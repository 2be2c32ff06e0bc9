//! Terminal abstraction.

/// Byte-oriented terminal the engine drives.
///
/// Input is delivered as raw chunks exactly as read, so the decoder sees the same
/// framing the terminal produced (fused keystrokes, DEL bursts, split pastes).
pub trait Terminal {
    /// Start the terminal with input and resize handlers.
    fn start(
        &mut self,
        on_input: Box<dyn FnMut(Vec<u8>) + Send>,
        on_resize: Box<dyn FnMut() + Send>,
    ) -> std::io::Result<()>;

    /// Stop the terminal and restore state.
    fn stop(&mut self) -> std::io::Result<()>;

    /// Drain pending input before exiting so late key bytes do not leak into the shell.
    fn drain_input(&mut self, max_ms: u64, idle_ms: u64);

    /// Write output to the terminal.
    fn write(&mut self, data: &str);

    /// Terminal dimensions.
    fn columns(&self) -> u16;
    fn rows(&self) -> u16;

    /// Whether input arrives unbuffered and unechoed.
    fn supports_raw_mode(&self) -> bool {
        true
    }
}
┄┄┄┄┄┄
» Problem: Write out the entire listing so that each line matches the original exactly.

» Exercise result:
repository 2be2c32ff06e0bc9
//! Terminal abstraction.

/// Byte-oriented terminal the engine drives.
///
/// Input is delivered as raw chunks exactly as read, so the decoder sees the same
/// framing the terminal produced (fused keystrokes, DEL bursts, split pastes).
pub trait Terminal {
    /// Start the terminal with input and resize handlers.
    fn start(
        &mut self,
        on_input: Box<dyn FnMut(Vec<u8>) + Send>,
        on_resize: Box<dyn FnMut() + Send>,
    ) -> std::io::Result<()>;

    /// Stop the terminal and restore state.
    fn stop(&mut self) -> std::io::Result<()>;

    /// Drain pending input before exiting so late key bytes do not leak into the shell.
    fn drain_input(&mut self, max_ms: u64, idle_ms: u64);

    /// Write output to the terminal.
    fn write(&mut self, data: &str);

    /// Terminal dimensions.
    fn columns(&self) -> u16;
    fn rows(&self) -> u16;

    /// Whether input arrives unbuffered and unechoed.
    fn supports_raw_mode(&self) -> bool {
        true
    }
}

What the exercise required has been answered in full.